Hands followed... always hands. Too many to count, too many to name, each one taking without asking, without caring, without ever stopping. The press of bodies, the way the air disappeared from his lungs, the cold metal biting into the skin of his throat as he choked on a voice telling him to be still, to be good.

He remembered the weight pinning him down, the smell of sweat and perfume mingling until it made him nauseous. The brutality of being used, over and over, until the difference between one moment and the next was only measured in the breaths he could steal. The alphas who didn’t care that he couldn’t breathe, that he was vomiting after each one, that his voice broke when he begged them to stop.

The memory made his chest tighten until it hurt, until the room in front of him blurred into a haze of heat and cold and diamond-sharp light. The collar wasn’t in the room anymore, Windstone had taken it, but the weight of it sat on his shoulders all the same, closing in like the walls of a cage.

Somewhere far away, footsteps moved in the hall, muffled voices exchanged in calm tones, but they didn’t reach him. The world felt dim, distant. All he could hear was the echo of that message. ’Diamonds suit you, Lucas. You’re breathtaking when you’re mine.’

It sounded less like a gift and more like a claim, like a reminder that no matter how far he had come, there were still people in this world who thought of him as something to own.

And that thought made it harder to breathe than anything else.

Trevor stepped out of the car with the kind of lazy satisfaction that came from winning an argument in half the expected time. For once, the rest of the day was his. No meetings, no calls, no carefully choreographed public appearances. Just hours he planned to spend bothering his bitty omega, dragging him out on a date he’d already mapped down to the dessert.

The heavy front doors of the mansion swung open before he could reach for them, but the faces that met him weren’t the ones he expected. Agitated staff moved quickly through the hall, their usual polished calm fraying at the edges. A pair of footmen nearly collided rounding a corner, one carrying a black lacquered box under his arm like it might explode.

Trevor’s easy smile slipped. "What happened?"

Then he saw Windstone.

In all the years Trevor had known him, he’d never seen his butler mad. Sharp, yes. Displeased, certainly. But this... this was quiet, seething fury, the kind that simmered cold instead of hot, making the air in the hall feel heavier.

Windstone’s pale green eyes locked on Trevor as he approached. "Upstairs.

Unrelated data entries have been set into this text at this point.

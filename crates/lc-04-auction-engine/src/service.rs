//! # Auction Service
//!
//! Async boundary over the [`AuctionBook`], coordinating parcel facts,
//! settlement conveyance, and the native balance book.
//!
//! ## Locking Discipline
//!
//! Operations take the book write lock first, then (where funds move) the
//! balance book write lock — the workspace-wide order is auctions → lands →
//! balances, and the outbound ports only ever touch the lands lock, so no
//! cycle exists. Every precondition is checked under the guards before the
//! first mutation.
//!
//! ## State Before Funds
//!
//! `place_bid` records the escrow movement and the new leader before the
//! stake is debited; `finalize_auction` marks the instance terminal before
//! the parcel is conveyed and the seller credited; `withdraw_bid` zeroes the
//! escrow before crediting the caller.

use crate::domain::{Auction, AuctionBook, AuctionError};
use crate::events::{
    AuctionCancelledPayload, AuctionFinalizedPayload, AuctionStartedPayload, BidPlacedPayload,
    BidWithdrawnPayload,
};
use crate::ports::{ParcelGate, SettlementGate};

use shared_types::{short_addr, Address, Amount, BalanceBook, LandId};
use std::sync::Arc;
use tokio::sync::RwLock;
use tracing::{info, instrument, warn};
use uuid::Uuid;

/// The Auction Engine service, generic over its outbound gates.
pub struct AuctionService<P: ParcelGate, S: SettlementGate> {
    parcels: P,
    settlement: S,
    book: RwLock<AuctionBook>,
    funds: Arc<RwLock<BalanceBook>>,
}

impl<P: ParcelGate, S: SettlementGate> AuctionService<P, S> {
    /// Creates an empty engine over the shared balance book.
    pub fn new(parcels: P, settlement: S, funds: Arc<RwLock<BalanceBook>>) -> Self {
        Self {
            parcels,
            settlement,
            book: RwLock::new(AuctionBook::new()),
            funds,
        }
    }

    /// Opens an auction for a parcel the caller owns.
    ///
    /// The parcel leaves the direct-sale listing for the duration.
    #[instrument(skip(self), fields(caller = %short_addr(&caller)))]
    pub async fn start_auction(
        &self,
        caller: Address,
        land_id: LandId,
        min_bid: Amount,
    ) -> Result<AuctionStartedPayload, AuctionError> {
        let mut book = self.book.write().await;

        let owner = self
            .parcels
            .owner_of(land_id)
            .await
            .ok_or(AuctionError::NotFound { land_id })?;
        if owner != caller {
            warn!("start_auction rejected: caller does not own the parcel");
            return Err(AuctionError::Unauthorized {
                caller,
                required: "parcel owner",
            });
        }
        if !self.parcels.is_verified_parcel(land_id).await {
            return Err(AuctionError::NotVerified { land_id });
        }

        book.open(land_id, caller, min_bid)?;
        self.parcels.delist(land_id).await?;

        info!(land_id, min_bid, "auction opened");
        Ok(AuctionStartedPayload {
            receipt: Uuid::new_v4(),
            land_id,
            seller: caller,
            min_bid,
        })
    }

    /// Places a bid of `value` on the parcel's active auction. Payable.
    #[instrument(skip(self), fields(caller = %short_addr(&caller)))]
    pub async fn place_bid(
        &self,
        caller: Address,
        land_id: LandId,
        value: Amount,
    ) -> Result<BidPlacedPayload, AuctionError> {
        let mut book = self.book.write().await;
        let mut funds = self.funds.write().await;

        // The stake must be coverable before the book records anything.
        if !funds.can_cover(caller, value) {
            return Err(AuctionError::InsufficientFunds {
                required: value,
                available: funds.balance_of(caller),
            });
        }

        let outcome = book.bid(land_id, caller, value)?;
        funds.debit(caller, value)?;

        info!(land_id, value, outbid = ?outcome.previous_bidder.map(|a| short_addr(&a)), "bid accepted");
        Ok(BidPlacedPayload {
            receipt: Uuid::new_v4(),
            land_id,
            bidder: caller,
            amount: value,
            outbid: outcome.previous_bidder,
        })
    }

    /// Pays out the caller's escrowed (non-winning) stakes for this parcel.
    ///
    /// Callable at any time — during the auction and after it is terminal.
    #[instrument(skip(self), fields(caller = %short_addr(&caller)))]
    pub async fn withdraw_bid(
        &self,
        caller: Address,
        land_id: LandId,
    ) -> Result<BidWithdrawnPayload, AuctionError> {
        let mut book = self.book.write().await;
        let mut funds = self.funds.write().await;

        // Zeroed in the book before the credit is released.
        let amount = book.withdraw(land_id, caller)?;
        funds.credit(caller, amount)?;

        info!(land_id, amount, "escrow withdrawn");
        Ok(BidWithdrawnPayload {
            receipt: Uuid::new_v4(),
            land_id,
            bidder: caller,
            amount,
        })
    }

    /// Cancels the parcel's active auction. Legal only while no bid exists.
    #[instrument(skip(self), fields(caller = %short_addr(&caller)))]
    pub async fn cancel_auction(
        &self,
        caller: Address,
        land_id: LandId,
    ) -> Result<AuctionCancelledPayload, AuctionError> {
        let mut book = self.book.write().await;
        book.cancel(land_id, caller)?;
        info!(land_id, "auction cancelled");
        Ok(AuctionCancelledPayload {
            receipt: Uuid::new_v4(),
            land_id,
        })
    }

    /// Finalizes the parcel's active auction: the parcel is conveyed to the
    /// winner and the winning stake goes to the seller.
    #[instrument(skip(self), fields(caller = %short_addr(&caller)))]
    pub async fn finalize_auction(
        &self,
        caller: Address,
        land_id: LandId,
    ) -> Result<AuctionFinalizedPayload, AuctionError> {
        let mut book = self.book.write().await;

        // Terminal state is recorded before any value or ownership moves.
        // Lock order stays auctions → lands → balances: the conveyance takes
        // the cadastre lock before the balance book is touched.
        let settlement = book.finalize(land_id, caller)?;
        self.settlement
            .convey_to_winner(land_id, settlement.winner)
            .await
            .map_err(|err| {
                AuctionError::InvariantViolation(format!(
                    "settlement conveyance failed for parcel {land_id}: {err}"
                ))
            })?;
        self.funds
            .write()
            .await
            .credit(settlement.seller, settlement.price)?;

        info!(
            land_id,
            price = settlement.price,
            winner = %short_addr(&settlement.winner),
            "auction finalized"
        );
        Ok(AuctionFinalizedPayload {
            receipt: Uuid::new_v4(),
            land_id,
            seller: settlement.seller,
            winner: settlement.winner,
            price: settlement.price,
        })
    }

    /// The latest auction instance for the parcel, if any.
    pub async fn auction(&self, land_id: LandId) -> Option<Auction> {
        self.book.read().await.current(land_id).cloned()
    }

    /// Total value currently held in escrow and leading stakes.
    ///
    /// Conservation: this plus the balance-book total is constant.
    pub async fn held_value(&self) -> Amount {
        self.book.read().await.held_value()
    }
}
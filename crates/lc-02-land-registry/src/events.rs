//! Acknowledgement payloads returned by the Land Registry.

use crate::domain::ReviewStatus;
use serde::{Deserialize, Serialize};
use shared_types::{Address, Amount, LandId};
use uuid::Uuid;

/// Acknowledgement for `register_land`.
#[derive(Clone, Debug, Serialize, Deserialize)]
pub struct LandRegisteredPayload {
    pub receipt: Uuid,
    pub land_id: LandId,
    pub owner: Address,
}

/// Acknowledgement for `verify_land`.
#[derive(Clone, Debug, Serialize, Deserialize)]
pub struct LandReviewedPayload {
    pub receipt: Uuid,
    pub land_id: LandId,
    pub outcome: ReviewStatus,
}

/// Acknowledgement for `list_land_for_sale`.
#[derive(Clone, Debug, Serialize, Deserialize)]
pub struct LandListedPayload {
    pub receipt: Uuid,
    pub land_id: LandId,
    pub price: Amount,
}

/// Acknowledgement for `buy_land`.
#[derive(Clone, Debug, Serialize, Deserialize)]
pub struct LandSoldPayload {
    pub receipt: Uuid,
    pub land_id: LandId,
    pub buyer: Address,
    pub seller: Address,
    pub price: Amount,
    /// Excess of the attached value over the price; stays with the buyer.
    pub refunded: Amount,
}

/// Acknowledgement for `transfer_ownership` and the settlement conveyance.
#[derive(Clone, Debug, Serialize, Deserialize)]
pub struct OwnershipTransferredPayload {
    pub receipt: Uuid,
    pub land_id: LandId,
    pub previous_owner: Address,
    pub new_owner: Address,
}
//! Adapter translating the `ParcelGate` port onto the Land Registry service.

use crate::ports::ParcelGate;
use async_trait::async_trait;
use lc_02_land_registry::{IdentityGate, LandError, LandService};
use shared_types::{Address, LandId};
use std::sync::Arc;

/// Production adapter over the in-process Land Registry.
pub struct CadastreGateway<G: IdentityGate> {
    land: Arc<LandService<G>>,
}

impl<G: IdentityGate> CadastreGateway<G> {
    pub fn new(land: Arc<LandService<G>>) -> Self {
        Self { land }
    }
}

#[async_trait]
impl<G: IdentityGate> ParcelGate for CadastreGateway<G> {
    async fn owner_of(&self, id: LandId) -> Option<Address> {
        self.land.land(id).await.map(|land| land.owner)
    }

    async fn is_verified_parcel(&self, id: LandId) -> bool {
        self.land
            .land(id)
            .await
            .map(|land| land.is_verified())
            .unwrap_or(false)
    }

    async fn delist(&self, id: LandId) -> Result<(), LandError> {
        self.land.delist(id).await
    }
}
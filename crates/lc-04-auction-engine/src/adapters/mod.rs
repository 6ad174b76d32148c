pub mod cadastre_gateway;
pub mod market_gateway;

pub use cadastre_gateway::CadastreGateway;
pub use market_gateway::MarketGateway;
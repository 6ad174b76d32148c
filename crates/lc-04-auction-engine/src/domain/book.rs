//! # Auction Book
//!
//! The owned auction collection: per-parcel instance history with at most
//! one active instance.
//!
//! ## Data Structures
//!
//! - `instances`: `HashMap<LandId, Vec<Auction>>` — the last element is the
//!   current (latest) instance; earlier, terminal instances are retained so
//!   their escrow stays withdrawable after a fresh auction starts
//!
//! ## Invariants Enforced
//!
//! - At most one active instance per parcel (checked in `open()`)
//! - `highest_bid` strictly increases across accepted bids and never falls
//!   below `min_bid` once a bid exists
//! - An outbid stake moves to escrow in the same mutation that records the
//!   new leader — the book never holds a stake nobody can account for
//! - Withdraw zeroes the caller's escrow before reporting the payout amount

use super::entities::{Auction, AuctionState};
use super::errors::AuctionError;
use shared_types::{Address, Amount, LandId};
use std::collections::HashMap;

/// Result of an accepted bid: the stake that moved to escrow, if any.
#[derive(Debug, Clone, PartialEq, Eq)]
pub struct BidOutcome {
    pub previous_bidder: Option<Address>,
    pub previous_bid: Amount,
}

/// Result of a finalize: who won and what the seller is owed.
#[derive(Debug, Clone, PartialEq, Eq)]
pub struct Settlement {
    pub seller: Address,
    pub winner: Address,
    pub price: Amount,
}

/// Keyed collection of auction instances.
#[derive(Debug, Default)]
pub struct AuctionBook {
    instances: HashMap<LandId, Vec<Auction>>,
}

impl AuctionBook {
    /// Creates an empty book.
    pub fn new() -> Self {
        Self::default()
    }

    /// The current (latest) instance for the parcel.
    pub fn current(&self, land_id: LandId) -> Option<&Auction> {
        self.instances.get(&land_id).and_then(|v| v.last())
    }

    fn current_mut(&mut self, land_id: LandId) -> Option<&mut Auction> {
        self.instances.get_mut(&land_id).and_then(|v| v.last_mut())
    }

    /// Total value held across every instance of every parcel.
    ///
    /// Conservation: this plus the balance-book total is constant across
    /// operations.
    pub fn held_value(&self) -> Amount {
        self.instances
            .values()
            .flatten()
            .map(Auction::held_value)
            .sum()
    }

    /// Opens a fresh instance for the parcel.
    ///
    /// # Errors
    /// - `AuctionAlreadyActive` while the latest instance is active
    pub fn open(
        &mut self,
        land_id: LandId,
        seller: Address,
        min_bid: Amount,
    ) -> Result<(), AuctionError> {
        if self.current(land_id).is_some_and(Auction::is_active) {
            return Err(AuctionError::AuctionAlreadyActive { land_id });
        }
        self.instances
            .entry(land_id)
            .or_default()
            .push(Auction::open(land_id, seller, min_bid));
        Ok(())
    }

    /// Records an accepted bid of `value` by `bidder`.
    ///
    /// The previous leader's stake (if any) moves into escrow in the same
    /// mutation; the caller releases the matching debit only after this
    /// returns.
    ///
    /// # Errors
    /// - `NotFound` when the parcel never had an auction
    /// - `AuctionInactive` when the latest instance is terminal
    /// - `Unauthorized` when the seller bids on their own auction
    /// - `BidTooLow` unless `value ≥ min_bid` and `value > highest_bid`
    pub fn bid(
        &mut self,
        land_id: LandId,
        bidder: Address,
        value: Amount,
    ) -> Result<BidOutcome, AuctionError> {
        let auction = self
            .current_mut(land_id)
            .ok_or(AuctionError::NotFound { land_id })?;
        if !auction.is_active() {
            return Err(AuctionError::AuctionInactive { land_id });
        }
        if bidder == auction.seller {
            return Err(AuctionError::Unauthorized {
                caller: bidder,
                required: "a bidder other than the seller",
            });
        }
        if value < auction.min_bid || value <= auction.highest_bid {
            return Err(AuctionError::BidTooLow {
                offered: value,
                floor: auction.bid_floor(),
            });
        }

        let previous_bidder = auction.highest_bidder;
        let previous_bid = auction.highest_bid;
        if let Some(previous) = previous_bidder {
            *auction.escrow.entry(previous).or_insert(0) += previous_bid;
        }
        auction.highest_bid = value;
        auction.highest_bidder = Some(bidder);

        Ok(BidOutcome {
            previous_bidder,
            previous_bid,
        })
    }

    /// Drains the caller's escrow across every instance of the parcel and
    /// returns the total to pay out. The balances are zeroed here, before
    /// any payout happens.
    ///
    /// # Errors
    /// - `NoWithdrawableBalance` when nothing is escrowed for the caller
    pub fn withdraw(&mut self, land_id: LandId, caller: Address) -> Result<Amount, AuctionError> {
        let total: Amount = self
            .instances
            .get_mut(&land_id)
            .map(|instances| {
                instances
                    .iter_mut()
                    .filter_map(|auction| auction.escrow.remove(&caller))
                    .sum()
            })
            .unwrap_or(0);

        if total == 0 {
            return Err(AuctionError::NoWithdrawableBalance { caller });
        }
        Ok(total)
    }

    /// Cancels the active instance. Only legal while no bid has been placed,
    /// so no leading stake can be stranded.
    ///
    /// # Errors
    /// - `NotFound`, `Unauthorized`, `AuctionInactive`, `AuctionHasBids`
    pub fn cancel(&mut self, land_id: LandId, caller: Address) -> Result<(), AuctionError> {
        let auction = self
            .current_mut(land_id)
            .ok_or(AuctionError::NotFound { land_id })?;
        if !auction.is_active() {
            return Err(AuctionError::AuctionInactive { land_id });
        }
        if caller != auction.seller {
            return Err(AuctionError::Unauthorized {
                caller,
                required: "auction seller",
            });
        }
        if auction.highest_bidder.is_some() {
            return Err(AuctionError::AuctionHasBids { land_id });
        }
        auction.state = AuctionState::Cancelled;
        Ok(())
    }

    /// Finalizes the active instance: marks it terminal and reports the
    /// settlement. The caller credits the seller and conveys the parcel
    /// only after the state transition recorded here.
    ///
    /// # Errors
    /// - `NotFound`, `Unauthorized`, `AuctionInactive`, `NoBids`
    pub fn finalize(&mut self, land_id: LandId, caller: Address) -> Result<Settlement, AuctionError> {
        let auction = self
            .current_mut(land_id)
            .ok_or(AuctionError::NotFound { land_id })?;
        if !auction.is_active() {
            return Err(AuctionError::AuctionInactive { land_id });
        }
        if caller != auction.seller {
            return Err(AuctionError::Unauthorized {
                caller,
                required: "auction seller",
            });
        }
        let winner = auction
            .highest_bidder
            .ok_or(AuctionError::NoBids { land_id })?;

        auction.state = AuctionState::Finalized;
        Ok(Settlement {
            seller: auction.seller,
            winner,
            price: auction.highest_bid,
        })
    }
}
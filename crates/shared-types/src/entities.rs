//! # Core Value Types
//!
//! Defines the identifiers and amounts used across all subsystems.
//!
//! ## Clusters
//!
//! - **Identity**: `Address`
//! - **Cadastre**: `LandId`
//! - **Funds**: `Amount`

/// A 20-byte Ethereum-style address.
///
/// All caller identity is carried as an explicit `Address` argument — the
/// analog of the transaction sender in the surrounding execution environment.
pub type Address = [u8; 20];

/// Unique parcel identifier, monotonically assigned starting at 1.
pub type LandId = u64;

/// Value in the smallest indivisible unit of the native asset.
///
/// `u128` covers all practical registry use cases while avoiding wider
/// big-integer arithmetic; amounts are never negative or fractional.
pub type Amount = u128;

/// Short hex rendering of an address for logs and error messages.
///
/// Full addresses are 40 hex characters; the first four bytes are enough to
/// tell accounts apart in any realistic trace.
pub fn short_addr(address: &Address) -> String {
    format!("0x{}…", hex::encode(&address[..4]))
}
//! # Driven Ports (SPI - Outbound)
//!
//! Interfaces the Auction Engine depends on. Adapters implement these traits
//! so the dependency points inward:
//!
//! - Parcel facts and delisting come from the Land Registry (Subsystem 2)
//! - Settlement conveyance goes through the Marketplace (Subsystem 3), never
//!   the registry's primitive directly

use async_trait::async_trait;
use lc_02_land_registry::LandError;
use shared_types::{Address, LandId};

/// Interface for consulting the Land Registry about a parcel.
#[async_trait]
pub trait ParcelGate: Send + Sync {
    /// Current owner of the parcel, `None` for an unknown id.
    async fn owner_of(&self, id: LandId) -> Option<Address>;

    /// Whether the parcel passed administrator review.
    async fn is_verified_parcel(&self, id: LandId) -> bool;

    /// Removes the parcel from the direct-sale listing for the duration of
    /// an auction.
    async fn delist(&self, id: LandId) -> Result<(), LandError>;
}

/// Interface for settling a finalized auction through the Marketplace.
#[async_trait]
pub trait SettlementGate: Send + Sync {
    /// Conveys the parcel to the winning bidder and clears any listing.
    async fn convey_to_winner(&self, id: LandId, winner: Address) -> Result<(), LandError>;
}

Drawing room. Now."

Trevor’s stomach turned to stone. He didn’t ask questions. Windstone’s tone left no space for them. He took the stairs two at a time, following the lingering threads of tension like a scent.

He found Lucas in the front drawing room.

The sunlight poured through the tall windows, catching in his blond hair, but the stillness in him was wrong. Too still. He sat on the velvet settee as if carved from ice, eyes unfocused, shoulders just slightly drawn in, not enough for anyone else to notice, but enough for Trevor to feel it like a punch.

It was the same as Lucas had been when he’d crossed paths with Christian Velloran almost a year ago at his coming-of-age gala. The same stillness, the same brittle mask over something far darker clawing its way to the surface. Back then, Trevor hadn’t known, no one had, what Lucas was hiding beneath that reaction.

But now he did. And the knowledge made his vision edge red.

He forced himself to take a slow breath, to keep the fury in check. Then, without a word, he crossed the room, lowered himself to the settee, and pulled Lucas into his arms.

The scent of his own pheromones slipped into the air. Calming, grounding, and warm with the weight of home. He didn’t press him for answers, didn’t ask what had happened. The way Lucas’s fingers curled faintly against his sleeve, the near-imperceptible tremor in his breath told him enough.